> **Action item**: In the entries below, find the line with "pub mod models;" and the line with "fn is_provisional(info: &ModelInfo)"; give again those lines and every line between them, exactly.

□ □ □ □

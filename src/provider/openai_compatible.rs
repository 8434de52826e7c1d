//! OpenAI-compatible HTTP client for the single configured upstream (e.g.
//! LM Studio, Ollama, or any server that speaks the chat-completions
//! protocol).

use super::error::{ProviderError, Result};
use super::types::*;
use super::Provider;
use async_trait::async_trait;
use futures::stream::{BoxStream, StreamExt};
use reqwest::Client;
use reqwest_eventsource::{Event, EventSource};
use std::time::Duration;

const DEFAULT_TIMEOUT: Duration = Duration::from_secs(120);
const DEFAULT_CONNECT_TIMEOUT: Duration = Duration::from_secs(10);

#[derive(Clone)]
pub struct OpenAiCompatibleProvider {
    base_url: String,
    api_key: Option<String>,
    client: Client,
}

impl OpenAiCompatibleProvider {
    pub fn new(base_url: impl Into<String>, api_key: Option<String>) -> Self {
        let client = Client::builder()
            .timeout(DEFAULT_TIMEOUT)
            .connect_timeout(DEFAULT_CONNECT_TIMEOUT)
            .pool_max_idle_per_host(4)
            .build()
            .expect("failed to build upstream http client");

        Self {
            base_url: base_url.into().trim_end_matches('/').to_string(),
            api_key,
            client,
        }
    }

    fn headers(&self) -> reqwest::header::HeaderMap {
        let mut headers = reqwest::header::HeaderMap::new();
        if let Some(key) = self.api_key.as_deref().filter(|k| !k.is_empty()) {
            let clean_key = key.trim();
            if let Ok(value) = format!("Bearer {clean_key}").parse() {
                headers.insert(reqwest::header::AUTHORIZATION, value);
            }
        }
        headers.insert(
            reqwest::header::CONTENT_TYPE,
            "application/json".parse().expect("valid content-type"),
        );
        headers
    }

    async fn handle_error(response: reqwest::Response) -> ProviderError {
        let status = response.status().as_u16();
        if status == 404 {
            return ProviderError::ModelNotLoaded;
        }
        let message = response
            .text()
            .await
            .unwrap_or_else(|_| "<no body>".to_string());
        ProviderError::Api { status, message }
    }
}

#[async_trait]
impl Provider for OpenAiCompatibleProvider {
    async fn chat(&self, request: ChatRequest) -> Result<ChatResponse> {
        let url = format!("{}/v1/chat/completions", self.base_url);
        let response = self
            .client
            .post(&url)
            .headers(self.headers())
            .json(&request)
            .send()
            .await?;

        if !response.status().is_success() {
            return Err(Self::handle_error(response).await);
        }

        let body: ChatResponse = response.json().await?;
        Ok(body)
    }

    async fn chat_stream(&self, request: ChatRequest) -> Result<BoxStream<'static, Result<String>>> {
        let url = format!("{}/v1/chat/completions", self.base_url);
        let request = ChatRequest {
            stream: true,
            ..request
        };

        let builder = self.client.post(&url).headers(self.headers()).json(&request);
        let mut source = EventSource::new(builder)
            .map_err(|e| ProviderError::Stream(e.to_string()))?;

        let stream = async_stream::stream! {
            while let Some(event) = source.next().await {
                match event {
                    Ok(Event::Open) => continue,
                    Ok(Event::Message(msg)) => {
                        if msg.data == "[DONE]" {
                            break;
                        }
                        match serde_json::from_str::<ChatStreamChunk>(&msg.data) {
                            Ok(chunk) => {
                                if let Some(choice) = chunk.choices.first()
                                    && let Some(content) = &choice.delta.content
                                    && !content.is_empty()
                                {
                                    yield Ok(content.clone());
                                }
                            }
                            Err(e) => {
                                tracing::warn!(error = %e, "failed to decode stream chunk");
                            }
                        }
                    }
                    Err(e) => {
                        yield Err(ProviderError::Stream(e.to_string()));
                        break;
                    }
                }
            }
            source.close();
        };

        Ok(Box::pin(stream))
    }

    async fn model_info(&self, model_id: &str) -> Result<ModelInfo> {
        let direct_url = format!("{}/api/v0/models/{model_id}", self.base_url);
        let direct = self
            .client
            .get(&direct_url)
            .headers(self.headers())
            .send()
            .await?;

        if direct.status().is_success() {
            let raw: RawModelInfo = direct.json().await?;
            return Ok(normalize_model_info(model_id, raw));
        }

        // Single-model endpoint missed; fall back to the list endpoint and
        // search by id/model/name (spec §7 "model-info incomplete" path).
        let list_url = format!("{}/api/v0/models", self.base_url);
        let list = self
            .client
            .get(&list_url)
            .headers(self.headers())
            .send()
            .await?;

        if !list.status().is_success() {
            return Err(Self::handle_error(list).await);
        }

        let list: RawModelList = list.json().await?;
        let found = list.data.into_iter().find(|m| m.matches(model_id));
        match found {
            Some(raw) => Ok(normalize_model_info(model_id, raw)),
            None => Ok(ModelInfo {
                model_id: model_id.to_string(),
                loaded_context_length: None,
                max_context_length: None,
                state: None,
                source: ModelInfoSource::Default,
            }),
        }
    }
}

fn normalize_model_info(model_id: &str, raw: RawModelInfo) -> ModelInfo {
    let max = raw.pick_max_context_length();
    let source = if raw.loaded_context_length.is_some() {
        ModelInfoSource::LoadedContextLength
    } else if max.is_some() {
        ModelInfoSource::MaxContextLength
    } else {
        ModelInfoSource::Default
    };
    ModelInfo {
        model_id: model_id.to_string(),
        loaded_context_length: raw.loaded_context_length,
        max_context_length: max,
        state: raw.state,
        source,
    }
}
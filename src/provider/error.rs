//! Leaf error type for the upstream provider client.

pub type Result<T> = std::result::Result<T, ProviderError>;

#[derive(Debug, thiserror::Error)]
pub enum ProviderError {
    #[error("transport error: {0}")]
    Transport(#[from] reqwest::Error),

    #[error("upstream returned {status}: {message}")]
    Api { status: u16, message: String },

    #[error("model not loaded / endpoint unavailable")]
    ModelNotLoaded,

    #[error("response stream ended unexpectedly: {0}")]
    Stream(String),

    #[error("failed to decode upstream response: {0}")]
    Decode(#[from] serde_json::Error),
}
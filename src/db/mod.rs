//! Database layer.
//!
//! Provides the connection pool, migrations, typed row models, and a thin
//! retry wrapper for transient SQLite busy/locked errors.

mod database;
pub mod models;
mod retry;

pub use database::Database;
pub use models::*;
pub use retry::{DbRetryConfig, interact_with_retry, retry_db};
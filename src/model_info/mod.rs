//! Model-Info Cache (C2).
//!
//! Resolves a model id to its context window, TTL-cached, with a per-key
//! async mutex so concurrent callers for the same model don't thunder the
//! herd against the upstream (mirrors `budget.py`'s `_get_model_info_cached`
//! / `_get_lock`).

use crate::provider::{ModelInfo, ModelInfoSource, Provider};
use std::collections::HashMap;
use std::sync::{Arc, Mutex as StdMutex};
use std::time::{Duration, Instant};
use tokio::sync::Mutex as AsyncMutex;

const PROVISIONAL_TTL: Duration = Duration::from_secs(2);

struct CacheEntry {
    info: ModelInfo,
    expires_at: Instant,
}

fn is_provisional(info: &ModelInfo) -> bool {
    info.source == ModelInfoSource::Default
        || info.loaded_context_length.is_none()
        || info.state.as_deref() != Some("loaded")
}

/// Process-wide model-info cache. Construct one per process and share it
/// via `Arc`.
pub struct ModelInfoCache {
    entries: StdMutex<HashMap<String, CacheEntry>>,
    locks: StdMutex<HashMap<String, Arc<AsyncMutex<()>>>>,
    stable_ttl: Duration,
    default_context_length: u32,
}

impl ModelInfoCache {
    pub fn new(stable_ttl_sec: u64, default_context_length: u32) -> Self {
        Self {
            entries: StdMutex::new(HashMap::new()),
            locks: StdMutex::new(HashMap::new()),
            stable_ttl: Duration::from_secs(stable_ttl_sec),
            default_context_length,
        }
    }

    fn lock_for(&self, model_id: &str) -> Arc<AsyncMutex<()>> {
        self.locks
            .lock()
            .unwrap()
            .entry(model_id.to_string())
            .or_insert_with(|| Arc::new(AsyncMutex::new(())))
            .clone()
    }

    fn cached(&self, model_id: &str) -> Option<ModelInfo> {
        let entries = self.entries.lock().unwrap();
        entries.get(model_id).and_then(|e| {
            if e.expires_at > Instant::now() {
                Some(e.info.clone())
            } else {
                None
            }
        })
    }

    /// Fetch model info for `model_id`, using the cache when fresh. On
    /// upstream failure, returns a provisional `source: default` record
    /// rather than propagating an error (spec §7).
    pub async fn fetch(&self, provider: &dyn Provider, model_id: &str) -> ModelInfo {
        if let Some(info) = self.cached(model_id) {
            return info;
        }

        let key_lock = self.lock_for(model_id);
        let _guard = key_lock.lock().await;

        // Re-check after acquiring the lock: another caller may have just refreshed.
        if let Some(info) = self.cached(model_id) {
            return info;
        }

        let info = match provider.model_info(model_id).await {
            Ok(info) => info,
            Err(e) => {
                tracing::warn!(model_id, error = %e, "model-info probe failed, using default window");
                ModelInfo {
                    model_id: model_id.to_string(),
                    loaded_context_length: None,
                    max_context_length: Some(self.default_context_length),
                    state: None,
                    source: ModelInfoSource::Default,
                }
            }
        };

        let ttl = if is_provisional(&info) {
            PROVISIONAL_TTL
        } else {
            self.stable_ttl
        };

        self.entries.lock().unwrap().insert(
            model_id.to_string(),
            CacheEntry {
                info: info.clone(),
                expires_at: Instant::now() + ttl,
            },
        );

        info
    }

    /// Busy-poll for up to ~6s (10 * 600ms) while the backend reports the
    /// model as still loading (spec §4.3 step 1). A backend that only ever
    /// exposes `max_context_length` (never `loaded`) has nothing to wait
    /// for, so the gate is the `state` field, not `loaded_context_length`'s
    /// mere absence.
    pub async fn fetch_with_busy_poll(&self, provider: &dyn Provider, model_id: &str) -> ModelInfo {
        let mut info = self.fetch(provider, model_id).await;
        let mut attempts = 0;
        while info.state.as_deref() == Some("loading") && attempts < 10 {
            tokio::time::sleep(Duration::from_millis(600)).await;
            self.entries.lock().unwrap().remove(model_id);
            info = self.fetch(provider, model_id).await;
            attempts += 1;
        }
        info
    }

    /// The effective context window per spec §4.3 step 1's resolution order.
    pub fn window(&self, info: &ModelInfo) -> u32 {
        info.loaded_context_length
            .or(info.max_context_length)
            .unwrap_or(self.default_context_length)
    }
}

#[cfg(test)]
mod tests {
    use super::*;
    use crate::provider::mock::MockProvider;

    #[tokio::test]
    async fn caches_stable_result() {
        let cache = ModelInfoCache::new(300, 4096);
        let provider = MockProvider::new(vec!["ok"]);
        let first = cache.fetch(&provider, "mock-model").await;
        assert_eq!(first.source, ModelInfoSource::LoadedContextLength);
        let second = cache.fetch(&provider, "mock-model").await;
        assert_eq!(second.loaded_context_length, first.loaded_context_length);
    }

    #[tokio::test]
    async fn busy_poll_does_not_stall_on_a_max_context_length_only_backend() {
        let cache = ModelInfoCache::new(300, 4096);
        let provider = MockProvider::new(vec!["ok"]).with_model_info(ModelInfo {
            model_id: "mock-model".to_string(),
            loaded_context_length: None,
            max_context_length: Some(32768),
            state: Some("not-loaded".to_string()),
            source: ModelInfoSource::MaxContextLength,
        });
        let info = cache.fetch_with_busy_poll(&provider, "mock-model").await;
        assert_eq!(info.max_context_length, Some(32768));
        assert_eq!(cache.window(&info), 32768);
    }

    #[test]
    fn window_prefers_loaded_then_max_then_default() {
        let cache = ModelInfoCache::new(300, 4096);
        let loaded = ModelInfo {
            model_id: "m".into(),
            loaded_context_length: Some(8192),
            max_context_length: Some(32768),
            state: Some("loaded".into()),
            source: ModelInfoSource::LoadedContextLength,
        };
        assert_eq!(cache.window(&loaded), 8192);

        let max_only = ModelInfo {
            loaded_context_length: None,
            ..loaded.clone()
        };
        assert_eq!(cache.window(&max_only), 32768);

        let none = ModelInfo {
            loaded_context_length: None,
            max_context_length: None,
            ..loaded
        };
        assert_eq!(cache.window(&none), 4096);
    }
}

□ □ □ □

> **Exercise response**:
pub mod models;
mod retry;

pub use database::Database;
pub use models::*;
pub use retry::{DbRetryConfig, interact_with_retry, retry_db};
filename src/model_info/mod.rs
//! Model-Info Cache (C2).
//!
//! Resolves a model id to its context window, TTL-cached, with a per-key
//! async mutex so concurrent callers for the same model don't thunder the
//! herd against the upstream (mirrors `budget.py`'s `_get_model_info_cached`
//! / `_get_lock`).

use crate::provider::{ModelInfo, ModelInfoSource, Provider};
use std::collections::HashMap;
use std::sync::{Arc, Mutex as StdMutex};
use std::time::{Duration, Instant};
use tokio::sync::Mutex as AsyncMutex;

const PROVISIONAL_TTL: Duration = Duration::from_secs(2);

struct CacheEntry {
    info: ModelInfo,
    expires_at: Instant,
}

fn is_provisional(info: &ModelInfo) -> bool {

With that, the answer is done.